The Dignity of Work

Today the Catholic Church celebrates the memorial of St. Joseph the Worker, a memorial instituted by Pope Pius XII and dedicated to the dignity of labor and to honoring workers.

In his Encyclical Laborem Exercens, John Paul II described work as one of the central characteristics that distinguishes humans from other creatures. “Only man is capable of work, and only man works, at the same time by work occupying his existence on earth. Thus work bears a particular mark of man and of humanity, the mark of a person operating within a community of persons. And this mark decides its interior characteristics; in a sense it constitutes its very nature.” Work is thus “a fundamental dimension of man’s existence on earth.”

The source of the view of work as fundamental to human existence is our creation in the image of God. Created in the image of God, human participate in the act of creation through our work.  From the standpoint of Catholic thought, all work, no matter how ordinary or mundane it seems, is an act of cooperation with God’s creative work. This might be a useful thing for us to keep in mind, both as we contemplate those aspects of our own work that may at times seem less than exhiliarating and as we encounter those working in jobs we dont’ typically value. 

On this day on which we remember St.
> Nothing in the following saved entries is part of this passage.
//! User-facing connection health notifications.
//!
//! Repeated occurrences of the same problem update the single unread row for
//! `(user, provider, type)` instead of stacking new rows.

use std::sync::Arc;

use sea_orm::DatabaseConnection;
use tracing::instrument;
use uuid::Uuid;

use crate::error::{SyncCoreError, is_unique_violation};
use crate::models::notification::{Model, NotificationType, Severity};
use crate::providers::ProviderKind;
use crate::repositories::NotificationRepository;
use crate::repositories::notification::NotificationContent;

/// Longest provider error message copied into a notification body
const MAX_ERROR_IN_MESSAGE: usize = 300;

#[derive(Debug, Clone)]
pub struct NotificationCenter {
    repo: NotificationRepository,
    app_url: String,
}

impl NotificationCenter {
    /// `app_url` is the integrations page that notification actions link to
    pub fn new(db: Arc<DatabaseConnection>, app_url: &str) -> Self {
        Self {
            repo: NotificationRepository::new(db),
            app_url: app_url.to_string(),
        }
    }

    /// Create the unread notification for `(user, provider, type)` or update it in place
    #[instrument(skip(self, content), fields(user_id = %user_id, provider = %provider, kind = ?notification_type))]
    pub async fn upsert(
        &self,
        user_id: Uuid,
        provider: &str,
        notification_type: NotificationType,
        content: NotificationContent,
    ) -> Result<Model, SyncCoreError> {
        if let Some(existing) = self
            .repo
            .find_unread(user_id, provider, notification_type)
            .await?
        {
            return Ok(self.repo.update_content(existing, content).await?);
        }

        match self
            .repo
            .insert(user_id, provider, notification_type, content.clone())
            .await
        {
            Ok(created) => Ok(created),
            // Lost a race with a concurrent insert; the partial unique index kept one row
            Err(err) if is_unique_violation(&err) => {
                let existing = self
                    .repo
                    .find_unread(user_id, provider, notification_type)
                    .await?
                    .ok_or(SyncCoreError::Database(err))?;
                Ok(self.repo.update_content(existing, content).await?)
            }
            Err(err) => Err(err.into()),
        }
    }

    /// Raise or refresh the "reconnect this provider" notice
    pub async fn notify_reauth_required(
        &self,
        user_id: Uuid,
        provider: ProviderKind,
    ) -> Result<Model, SyncCoreError> {
        let content = self.reauth_required_content(provider);
        self.upsert(
            user_id,
            provider.as_str(),
            NotificationType::ReauthRequired,
            content,
        )
        .await
    }

    /// Raise or refresh the "sync is failing" notice
    pub async fn notify_sync_failure(
        &self,
        user_id: Uuid,
        provider: ProviderKind,
        error: &str,
    ) -> Result<Model, SyncCoreError> {
        let content = self.sync_failure_content(provider, error);
        self.upsert(
            user_id,
            provider.as_str(),
            NotificationType::SyncFailures,
            content,
        )
        .await
    }

    /// Resolve every unread notification for a pair, e.g. after reconnecting
    #[instrument(skip(self), fields(user_id = %user_id, provider = %provider))]
    pub async fn clear_provider_notifications(
        &self,
        user_id: Uuid,
        provider: &str,
    ) -> Result<u64, SyncCoreError> {
        let cleared = self.repo.mark_read_for_pair(user_id, provider).await?;
        if cleared > 0 {
            tracing::debug!(cleared, "Cleared provider notifications");
        }
        Ok(cleared)
    }

    /// Resolve the unread notification of one type for a pair
    pub async fn clear_type(
        &self,
        user_id: Uuid,
        provider: &str,
        notification_type: NotificationType,
    ) -> Result<u64, SyncCoreError> {
        Ok(self
            .repo
            .mark_read_for_type(user_id, provider, notification_type)
            .await?)
    }

    pub async fn get_notifications(
        &self,
        user_id: Uuid,
        unread_only: bool,
    ) -> Result<Vec<Model>, SyncCoreError> {
        Ok(self.repo.list(user_id, unread_only).await?)
    }

    pub async fn get_unread_count(&self, user_id: Uuid) -> Result<u64, SyncCoreError> {
        Ok(self.repo.count_unread(user_id).await?)
    }

    /// Returns false when no notification with that id belongs to the user
    pub async fn mark_as_read(&self, user_id: Uuid, id: Uuid) -> Result<bool, SyncCoreError> {
        Ok(self.repo.mark_read(user_id, id).await?)
    }

    pub async fn mark_all_as_read(&self, user_id: Uuid) -> Result<u64, SyncCoreError> {
        Ok(self.repo.mark_all_read(user_id).await?)
    }

    pub async fn delete(&self, user_id: Uuid, id: Uuid) -> Result<bool, SyncCoreError> {
        Ok(self.repo.delete(user_id, id).await?)
    }

    fn action_url(&self, provider: ProviderKind) -> String {
        let separator = if self.app_url.contains('?') { '&' } else { '?' };
        format!("{}{}provider={}", self.app_url, separator, provider)
    }

    fn reauth_required_content(&self, provider: ProviderKind) -> NotificationContent {
        NotificationContent {
            severity: Severity::Error,
            title: format!("Reconnect {}", provider.display_name()),
            message: format!(
                "Your {} connection has expired and can no longer sync. Reconnect it to resume.",
                provider.display_name()
            ),
            action_url: Some(self.action_url(provider)),
            action_label: Some("Reconnect".to_string()),
        }
    }

    fn sync_failure_content(&self, provider: ProviderKind, error: &str) -> NotificationContent {
        let error: String = error.chars().take(MAX_ERROR_IN_MESSAGE).collect();
        NotificationContent {
            severity: Severity::Warning,
            title: format!("{} sync failed", provider.display_name()),
            message: format!(
                "We could not sync your {} activity: {}. We will retry automatically.",
                provider.display_name(),
                error
            ),
            action_url: Some(self.action_url(provider)),
            action_label: Some("View integration".to_string()),
        }
    }
}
Joseph the Worker, we pray in a special way for all workers and we pray that we may develop and use the gifts God has given us to do the work to which He has called us.

All Work is God’s Work

Our speaker at Weekly Manna at the law school yesterday was Bryan Lair, lead pastor of Trinity City Church in St. Paul. This was Bryan’s second visit to the law school and he is a wonderful speaker.

The them of yesterday’s reflection was work and, Bryan’s “major premise” was that all work is God’s work. This is a theme we’ve discussed in many programs at the law school, the idea that there is no separation of our faith lives from the rest of our lives – that all we do is part of the living out of our vocations as people of God.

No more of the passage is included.